Objective: To test the hypothesis that the therapeutic success rate of oral atovaquone is not worse than that of intravenous pentamidine in the primary treatment of mild and moderate Pneumocystis carinii pneumonia in patients with the acquired immunodeficiency syndrome and to detect differences in the toxicity rates of the two treatments.
Design: Patients were randomly assigned to receive 21 days of open-label therapy with either atovaquone, 750 mg orally with meals three times daily, or intravenous pentamidine, 3 to 4 mg per kg body weight once daily.

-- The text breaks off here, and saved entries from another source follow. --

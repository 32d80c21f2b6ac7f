use serde::Serialize;
use study::StudyLog;

pub const WEEKDAY_LABELS: [&str; 7] = ["Sun", "Mon", "Tue", "Wed", "Thu", "Fri", "Sat"];

/// Minutes studied on one day of the week, scaled for a bar chart.
#[derive(Debug, Clone, PartialEq, Eq, Serialize)]
pub struct WeekdayActivity {
    pub day: &'static str,
    pub minutes: u64,
    /// Bar height in percent of the busiest bucket (or of `min_scale`).
    pub percent: u32,
}

/// Bucket study minutes by weekday (index 0 = Sunday).
///
/// Percentages are relative to `max(busiest bucket, min_scale)` so that a
/// single short session does not render as a full bar.
pub fn weekly_histogram(logs: &[StudyLog], min_scale: u64) -> [WeekdayActivity; 7] {
    let mut minutes = [0u64; 7];
    for log in logs {
        minutes[log.weekday_index()] += u64::from(log.duration);
    }

    let scale = minutes.iter().copied().max().unwrap_or(0).max(min_scale).max(1);

    std::array::from_fn(|i| WeekdayActivity {
        day: WEEKDAY_LABELS[i],
        minutes: minutes[i],
        percent: (minutes[i] as f64 / scale as f64 * 100.0).round() as u32,
    })
}

#[cfg(test)]
mod tests {
    use super::*;
    use chrono::{FixedOffset, TimeZone};
    use study::{new_id, Difficulty};

    // 2024-01-01 was a Monday
    fn log_on(day: u32, duration: u32) -> StudyLog {
        StudyLog {
            id: new_id(),
            subject: "English".into(),
            topic: "Phrasal verbs".into(),
            difficulty: Difficulty::Easy,
            duration,
            occurred_at: FixedOffset::east_opt(0)
                .unwrap()
                .with_ymd_and_hms(2024, 1, day, 18, 0, 0)
                .unwrap(),
            origin_id: None,
        }
    }

    #[test]
    fn test_same_weekday_sums_and_scales_to_full() {
        // Monday 1st and Monday 8th
        let logs = vec![log_on(1, 30), log_on(8, 90)];
        let week = weekly_histogram(&logs, 60);
        assert_eq!(week[1].day, "Mon");
        assert_eq!(week[1].minutes, 120);
        assert_eq!(week[1].percent, 100);
        assert_eq!(week[0].percent, 0);
    }

    #[test]
    fn test_short_session_uses_minimum_scale() {
        let week = weekly_histogram(&[log_on(3, 15)], 60);
        assert_eq!(week[3].minutes, 15);
        assert_eq!(week[3].percent, 25);
    }

    #[test]
    fn test_percent_rounds_to_nearest() {
        // 40 / 120 = 33.3 -> 33, 100 / 120 = 83.3 -> 83
        let logs = vec![log_on(1, 120), log_on(2, 40), log_on(3, 100)];
        let week = weekly_histogram(&logs, 60);
        assert_eq!(week[2].percent, 33);
        assert_eq!(week[3].percent, 83);
    }

    #[test]
    fn test_empty_history_is_all_zero() {
        let week = weekly_histogram(&[], 60);
        assert!(week.iter().all(|d| d.minutes == 0 && d.percent == 0));
        assert_eq!(week[6].day, "Sat");
    }
}
//! First-run data, used when a collection key is absent.
//!
//! Demo dates are generated relative to "now" so a fresh install always has a
//! plausible recent history: a current streak, a review due today, one
//! overdue and one upcoming.

use chrono::{DateTime, Duration, FixedOffset, NaiveDate};
use study::{
    new_id, Difficulty, LogId, Review, ReviewStatus, StudyLog, Subject, UserProfile,
};

/// Default contents for each collection.
#[derive(Debug, Clone, Default)]
pub struct SeedData {
    pub profile: UserProfile,
    pub subjects: Vec<Subject>,
    pub logs: Vec<StudyLog>,
    pub reviews: Vec<Review>,
}

impl SeedData {
    /// Nothing at all; a first run starts from a blank slate.
    pub fn empty() -> Self {
        Self::default()
    }

    /// Demonstration data anchored at `now`.
    pub fn demo(now: DateTime<FixedOffset>) -> Self {
        let subjects: Vec<Subject> = [
            ("Mathematics", "#F2994A"),
            ("Portuguese", "#8456B5"),
            ("History", "#2F80ED"),
            ("Biology", "#27AE60"),
            ("English", "#EB5757"),
        ]
        .into_iter()
        .map(|(name, color)| Subject {
            id: new_id(),
            name: name.to_string(),
            color: color.to_string(),
        })
        .collect();

        let log = |days_ago: i64, subject: &str, topic: &str, difficulty: Difficulty, duration: u32| StudyLog {
            id: new_id(),
            subject: subject.to_string(),
            topic: topic.to_string(),
            difficulty,
            duration,
            occurred_at: now - Duration::days(days_ago),
            origin_id: None,
        };
        let logs = vec![
            log(0, "Portuguese", "Grammar", Difficulty::Medium, 60),
            log(2, "Biology", "Cytology", Difficulty::Easy, 30),
            log(7, "Mathematics", "Functions", Difficulty::Hard, 90),
            log(14, "History", "French Revolution", Difficulty::Medium, 45),
        ];

        let origin_of = |subject: &str| -> LogId {
            logs.iter()
                .find(|l| l.subject == subject)
                .map(|l| l.id)
                .unwrap_or_else(new_id)
        };
        let today = now.date_naive();
        let day = |offset: i64| -> NaiveDate { today + Duration::days(offset) };
        let review = |subject: &str, topic: &str, due: NaiveDate, done: bool| Review {
            id: new_id(),
            origin_log_id: origin_of(subject),
            subject: subject.to_string(),
            topic: topic.to_string(),
            due_date: due,
            status: if done {
                ReviewStatus::Done
            } else {
                ReviewStatus::Pending
            },
            completed_at: done.then(|| now + (due - today)),
        };
        let reviews = vec![
            review("History", "Review 1: French Revolution", day(-13), true),
            review("History", "Review 2: French Revolution", day(-7), true),
            review("History", "Review 3: French Revolution", day(0), false),
            review("Mathematics", "Review 2: Functions", day(0), false),
            review("Biology", "Review 1: Cytology", day(-1), false),
            review("Portuguese", "Review 1: Grammar", day(1), false),
        ];

        Self {
            profile: UserProfile {
                name: "Demo Student".to_string(),
                email: "student@example.com".to_string(),
                avatar: None,
            },
            subjects,
            logs,
            reviews,
        }
    }
}
use chrono::{DateTime, Datelike, FixedOffset, NaiveDate};
use serde::{Deserialize, Serialize};
use uuid::Uuid;

use crate::types::{Difficulty, ReviewStatus};

pub type SubjectId = Uuid;
pub type LogId = Uuid;
pub type ReviewId = Uuid;

/// Word that marks a topic as a scheduled review ("Review 2: Cytology").
pub const REVIEW_TOPIC_PREFIX: &str = "Review";

/// Mint a fresh opaque entity ID.
pub fn new_id() -> Uuid {
    Uuid::new_v4()
}

/// A subject the user studies, e.g. "History".
#[derive(Debug, Clone, Serialize, Deserialize, PartialEq, Eq)]
pub struct Subject {
    pub id: SubjectId,
    pub name: String,
    pub color: String,
}

/// One completed study session.
///
/// `subject` is the subject's name, not its ID. Logs are immutable once
/// created; the only mutation is deletion.
#[derive(Debug, Clone, Serialize, Deserialize, PartialEq, Eq)]
#[serde(rename_all = "camelCase")]
pub struct StudyLog {
    pub id: LogId,
    pub subject: String,
    pub topic: String,
    pub difficulty: Difficulty,
    /// Minutes studied.
    pub duration: u32,
    pub occurred_at: DateTime<FixedOffset>,
    /// Set when this session was produced by completing a review.
    #[serde(default)]
    pub origin_id: Option<ReviewId>,
}

impl StudyLog {
    /// Local calendar date of the session.
    pub fn date(&self) -> NaiveDate {
        self.occurred_at.date_naive()
    }

    /// Day-of-week bucket, 0 = Sunday .. 6 = Saturday.
    pub fn weekday_index(&self) -> usize {
        self.occurred_at.weekday().num_days_from_sunday() as usize
    }

    pub fn is_review_session(&self) -> bool {
        self.origin_id.is_some()
    }
}

/// A future review obligation spawned by a study session.
#[derive(Debug, Clone, Serialize, Deserialize, PartialEq, Eq)]
#[serde(rename_all = "camelCase")]
pub struct Review {
    pub id: ReviewId,
    pub origin_log_id: LogId,
    pub subject: String,
    /// Carries the ordinal, e.g. "Review 2: Functions".
    pub topic: String,
    pub due_date: NaiveDate,
    pub status: ReviewStatus,
    #[serde(default)]
    pub completed_at: Option<DateTime<FixedOffset>>,
}

impl Review {
    pub fn is_pending(&self) -> bool {
        self.status == ReviewStatus::Pending
    }

    pub fn is_done(&self) -> bool {
        self.status == ReviewStatus::Done
    }

    /// Apply the `Pending -> Done` transition.
    ///
    /// Returns `false` without touching `completed_at` if the review was
    /// already done.
    pub fn complete(&mut self, at: DateTime<FixedOffset>) -> bool {
        if self.is_done() {
            return false;
        }
        self.status = ReviewStatus::Done;
        self.completed_at = Some(at);
        true
    }

    /// Due on or before `today` and still pending.
    pub fn is_due_by(&self, today: NaiveDate) -> bool {
        self.is_pending() && self.due_date <= today
    }

    /// Due strictly before `today` and still pending.
    pub fn is_overdue(&self, today: NaiveDate) -> bool {
        self.is_pending() && self.due_date < today
    }
}

/// Input for registering a study session.
#[derive(Debug, Clone, PartialEq, Eq)]
pub struct StudyPayload {
    pub subject: String,
    pub topic: String,
    pub difficulty: Difficulty,
    /// Raw minutes as entered; negative values are coerced to zero.
    pub duration_minutes: i64,
    /// The review this session completes, if any.
    pub origin_id: Option<ReviewId>,
}

impl StudyPayload {
    pub fn new(subject: impl Into<String>, topic: impl Into<String>, duration_minutes: i64) -> Self {
        Self {
            subject: subject.into(),
            topic: topic.into(),
            difficulty: Difficulty::default(),
            duration_minutes,
            origin_id: None,
        }
    }

    pub fn with_difficulty(mut self, difficulty: Difficulty) -> Self {
        self.difficulty = difficulty;
        self
    }

    pub fn from_review(mut self, review_id: ReviewId) -> Self {
        self.origin_id = Some(review_id);
        self
    }

    /// Duration clamped into `0..=u32::MAX` minutes.
    pub fn coerced_duration(&self) -> u32 {
        self.duration_minutes.clamp(0, u32::MAX as i64) as u32
    }
}

/// The local user's profile.
#[derive(Debug, Clone, Serialize, Deserialize, PartialEq, Eq, Default)]
pub struct UserProfile {
    pub name: String,
    pub email: String,
    #[serde(default)]
    pub avatar: Option<String>,
}

/// Partial profile edit; `None` fields are left unchanged.
#[derive(Debug, Clone, Default, PartialEq, Eq)]
pub struct ProfileUpdate {
    pub name: Option<String>,
    pub email: Option<String>,
    pub avatar: Option<String>,
}

impl UserProfile {
    pub fn apply(&mut self, update: ProfileUpdate) {
        if let Some(name) = update.name {
            self.name = name;
        }
        if let Some(email) = update.email {
            self.email = email;
        }
        if let Some(avatar) = update.avatar {
            self.avatar = Some(avatar);
        }
    }
}

#[cfg(test)]
mod tests {
    use super::*;
    use chrono::TimeZone;

    fn at(y: i32, m: u32, d: u32) -> DateTime<FixedOffset> {
        FixedOffset::east_opt(0)
            .unwrap()
            .with_ymd_and_hms(y, m, d, 10, 0, 0)
            .unwrap()
    }

    fn pending_review(due: NaiveDate) -> Review {
        Review {
            id: new_id(),
            origin_log_id: new_id(),
            subject: "History".to_string(),
            topic: "Review 1: French Revolution".to_string(),
            due_date: due,
            status: ReviewStatus::Pending,
            completed_at: None,
        }
    }

    #[test]
    fn test_complete_transitions_once() {
        let mut review = pending_review(NaiveDate::from_ymd_opt(2024, 1, 2).unwrap());
        assert!(review.complete(at(2024, 1, 2)));
        assert!(review.is_done());
        assert_eq!(review.completed_at, Some(at(2024, 1, 2)));

        // Second completion leaves the first timestamp alone
        assert!(!review.complete(at(2024, 1, 5)));
        assert_eq!(review.completed_at, Some(at(2024, 1, 2)));
    }

    #[test]
    fn test_due_and_overdue() {
        let today = NaiveDate::from_ymd_opt(2024, 1, 10).unwrap();
        let yesterday = pending_review(today.pred_opt().unwrap());
        let due_today = pending_review(today);
        let tomorrow = pending_review(today.succ_opt().unwrap());

        assert!(yesterday.is_due_by(today) && yesterday.is_overdue(today));
        assert!(due_today.is_due_by(today) && !due_today.is_overdue(today));
        assert!(!tomorrow.is_due_by(today));
    }

    #[test]
    fn test_coerced_duration_clamps_negative() {
        assert_eq!(StudyPayload::new("Math", "Sets", -15).coerced_duration(), 0);
        assert_eq!(StudyPayload::new("Math", "Sets", 45).coerced_duration(), 45);
    }

    #[test]
    fn test_log_weekday_index_starts_on_sunday() {
        // 2024-01-07 was a Sunday
        let log = StudyLog {
            id: new_id(),
            subject: "Math".into(),
            topic: "Sets".into(),
            difficulty: Difficulty::Easy,
            duration: 10,
            occurred_at: at(2024, 1, 7),
            origin_id: None,
        };
        assert_eq!(log.weekday_index(), 0);
    }

    #[test]
    fn test_profile_apply_merges_fields() {
        let mut profile = UserProfile {
            name: "Ana".into(),
            email: "ana@example.com".into(),
            avatar: None,
        };
        profile.apply(ProfileUpdate {
            email: Some("ana@remind.dev".into()),
            ..Default::default()
        });
        assert_eq!(profile.name, "Ana");
        assert_eq!(profile.email, "ana@remind.dev");
    }

    #[test]
    fn test_log_json_uses_camel_case() {
        let log = StudyLog {
            id: new_id(),
            subject: "Math".into(),
            topic: "Sets".into(),
            difficulty: Difficulty::Hard,
            duration: 10,
            occurred_at: at(2024, 1, 7),
            origin_id: None,
        };
        let json = serde_json::to_value(&log).unwrap();
        assert!(json.get("occurredAt").is_some());
        assert_eq!(json["difficulty"], "Hard");
    }
}
//! Online banking front-end client for the ASPSP mock server.
//!
//! # Architecture Overview
//!
//! ```text
//!     front-end                 ┌──────────────────────────────────────────┐
//!     ─────────────────────────▶│ session: SessionManager → BankingSession │
//!       save / load record      └────────────────────┬─────────────────────┘
//!                                                    │ record snapshot
//!                                                    ▼
//!                               ┌──────────────────────────────────────────┐
//!                               │ client: BankingClient                    │
//!                               │   POST {confirmation}/            (TAN)  │──▶ ASPSP mock
//!                               │   POST {confirmation}/consent  (consent) │    server
//!                               │   GET  /payments/{paymentId}   (payment) │
//!                               └──────────────────────────────────────────┘
//!
//!     cross-cutting: config (TOML + validation), observability (tracing, metrics)
//! ```

pub mod client;
pub mod config;
pub mod error;
pub mod observability;
pub mod session;

pub use client::{BankingClient, ConfirmationBody, ConfirmationResponse, ConsentDecision, SinglePayments};
pub use config::BankingConfig;
pub use error::{BankingError, BankingResult};
pub use session::{BankingSession, SessionId, SessionManager, SessionRecord};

Setting: Multicenter study including university and community treatment facilities.
Patients: Patients with human immunodeficiency virus infection and clinical presentations consistent with mild or moderate P. carinii pneumonia were eligible. For efficacy and safety analyses, patients with histologically confirmed P. carinii pneumonia were emphasized.
Measurements: Patients were monitored by clinical and laboratory evaluations for therapeutic efficacy and adverse events during the acute treatment phase and for 8 weeks after therapy was discontinued.
Results: As initial therapy for a histologically confirmed episode of P. carinii pneumonia, 56 patients received atovaquone and 53 received pentamidine. More patients were successfully treated with atovaquone (57%) than with pentamidine (40%), a difference of 17% (95% CI, -3% to 38%; P = 0.085), but more patients failed to respond to atovaquone (29%) than to pentamidine (17%), a difference of 12% (CI, -6% to 29%; P = 0.18). Discontinuation of original therapy because of treatment-limiting adverse events was more frequent in the pentamidine group (36%) than in the atovaquone group (4%) (difference, -32%; CI, -48% to -17%; P < 0.001). Nine patients in each treatment group died during the study.
Conclusions: Oral atovaquone and intravenous pentamidine have similar rates for successful treatment of mild and moderate P. carinii pneumonia, but atovaquone has significantly fewer treatment-limiting adverse events.